- Task objective -
In the entries below, find the lines that contain the word "every" and copy them.

Saved entries:

■ ■ ■ ■

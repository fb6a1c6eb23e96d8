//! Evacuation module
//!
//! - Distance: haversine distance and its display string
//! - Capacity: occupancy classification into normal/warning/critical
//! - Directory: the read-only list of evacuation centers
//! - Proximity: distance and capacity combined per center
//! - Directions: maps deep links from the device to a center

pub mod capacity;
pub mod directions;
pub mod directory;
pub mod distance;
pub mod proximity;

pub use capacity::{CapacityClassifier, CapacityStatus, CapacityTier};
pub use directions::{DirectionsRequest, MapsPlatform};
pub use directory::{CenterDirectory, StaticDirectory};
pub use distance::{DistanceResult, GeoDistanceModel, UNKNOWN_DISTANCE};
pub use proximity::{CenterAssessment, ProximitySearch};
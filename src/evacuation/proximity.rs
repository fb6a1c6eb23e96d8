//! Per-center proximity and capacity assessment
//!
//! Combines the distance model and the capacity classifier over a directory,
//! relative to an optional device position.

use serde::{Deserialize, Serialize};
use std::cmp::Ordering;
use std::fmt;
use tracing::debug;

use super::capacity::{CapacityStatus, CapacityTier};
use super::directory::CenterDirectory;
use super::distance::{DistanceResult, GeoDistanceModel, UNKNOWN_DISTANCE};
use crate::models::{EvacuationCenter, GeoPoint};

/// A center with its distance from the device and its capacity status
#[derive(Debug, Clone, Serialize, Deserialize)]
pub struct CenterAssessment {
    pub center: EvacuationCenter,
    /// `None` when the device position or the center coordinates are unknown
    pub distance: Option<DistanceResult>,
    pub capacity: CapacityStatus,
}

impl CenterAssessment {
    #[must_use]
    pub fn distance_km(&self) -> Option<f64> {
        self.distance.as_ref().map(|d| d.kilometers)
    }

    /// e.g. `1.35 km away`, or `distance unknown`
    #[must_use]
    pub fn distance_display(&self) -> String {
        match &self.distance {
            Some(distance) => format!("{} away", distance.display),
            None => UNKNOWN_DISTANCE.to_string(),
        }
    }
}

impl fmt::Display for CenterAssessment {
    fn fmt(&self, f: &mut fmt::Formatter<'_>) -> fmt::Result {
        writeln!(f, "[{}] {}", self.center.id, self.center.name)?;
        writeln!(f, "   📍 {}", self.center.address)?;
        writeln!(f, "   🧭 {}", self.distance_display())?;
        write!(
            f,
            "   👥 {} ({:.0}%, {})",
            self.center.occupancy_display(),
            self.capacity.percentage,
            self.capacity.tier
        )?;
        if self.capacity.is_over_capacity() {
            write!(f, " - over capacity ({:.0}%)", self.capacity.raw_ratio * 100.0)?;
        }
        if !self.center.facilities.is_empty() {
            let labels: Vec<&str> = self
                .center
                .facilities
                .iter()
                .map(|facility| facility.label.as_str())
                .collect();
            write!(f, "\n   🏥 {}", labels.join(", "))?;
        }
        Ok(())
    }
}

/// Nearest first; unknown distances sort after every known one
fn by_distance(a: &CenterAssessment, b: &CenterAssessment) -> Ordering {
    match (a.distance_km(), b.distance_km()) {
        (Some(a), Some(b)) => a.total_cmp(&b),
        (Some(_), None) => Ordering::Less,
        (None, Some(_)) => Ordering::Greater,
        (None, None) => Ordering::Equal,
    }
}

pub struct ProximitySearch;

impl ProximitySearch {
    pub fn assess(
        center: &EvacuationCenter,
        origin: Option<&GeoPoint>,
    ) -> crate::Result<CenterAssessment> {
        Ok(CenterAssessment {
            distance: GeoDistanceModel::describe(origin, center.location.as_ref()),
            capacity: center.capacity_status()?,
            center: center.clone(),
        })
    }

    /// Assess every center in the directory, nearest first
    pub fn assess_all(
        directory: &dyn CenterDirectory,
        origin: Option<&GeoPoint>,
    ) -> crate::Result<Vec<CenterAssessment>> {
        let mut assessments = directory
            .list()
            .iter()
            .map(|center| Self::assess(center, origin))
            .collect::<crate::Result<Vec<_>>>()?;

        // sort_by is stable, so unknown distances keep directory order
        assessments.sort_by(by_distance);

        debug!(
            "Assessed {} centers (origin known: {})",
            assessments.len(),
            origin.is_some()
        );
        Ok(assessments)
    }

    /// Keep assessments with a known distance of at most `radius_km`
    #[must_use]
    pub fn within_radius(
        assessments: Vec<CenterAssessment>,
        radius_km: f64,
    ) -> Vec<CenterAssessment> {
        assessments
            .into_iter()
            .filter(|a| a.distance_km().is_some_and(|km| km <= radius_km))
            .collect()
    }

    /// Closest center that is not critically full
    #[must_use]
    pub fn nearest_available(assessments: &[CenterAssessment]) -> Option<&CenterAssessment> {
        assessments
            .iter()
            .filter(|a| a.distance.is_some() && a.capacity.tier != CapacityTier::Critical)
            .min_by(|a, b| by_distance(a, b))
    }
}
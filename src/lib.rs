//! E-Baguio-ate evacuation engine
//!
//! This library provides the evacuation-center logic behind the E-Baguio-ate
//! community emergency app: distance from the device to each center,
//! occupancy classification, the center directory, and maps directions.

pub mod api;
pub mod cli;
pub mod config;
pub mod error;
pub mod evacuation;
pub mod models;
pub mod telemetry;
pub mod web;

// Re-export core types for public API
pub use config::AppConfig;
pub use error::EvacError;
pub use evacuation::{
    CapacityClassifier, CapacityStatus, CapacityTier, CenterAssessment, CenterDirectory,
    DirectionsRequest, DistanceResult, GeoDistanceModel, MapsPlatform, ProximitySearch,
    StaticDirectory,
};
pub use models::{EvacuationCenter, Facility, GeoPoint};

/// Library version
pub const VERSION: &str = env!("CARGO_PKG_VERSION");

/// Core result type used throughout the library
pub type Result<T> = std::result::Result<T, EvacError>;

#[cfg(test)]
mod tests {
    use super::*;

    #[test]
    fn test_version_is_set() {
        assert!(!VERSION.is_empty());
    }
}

■ ■ ■ ■

- Expected answer -
/// Nearest first; unknown distances sort after every known one
    /// Assess every center in the directory, nearest first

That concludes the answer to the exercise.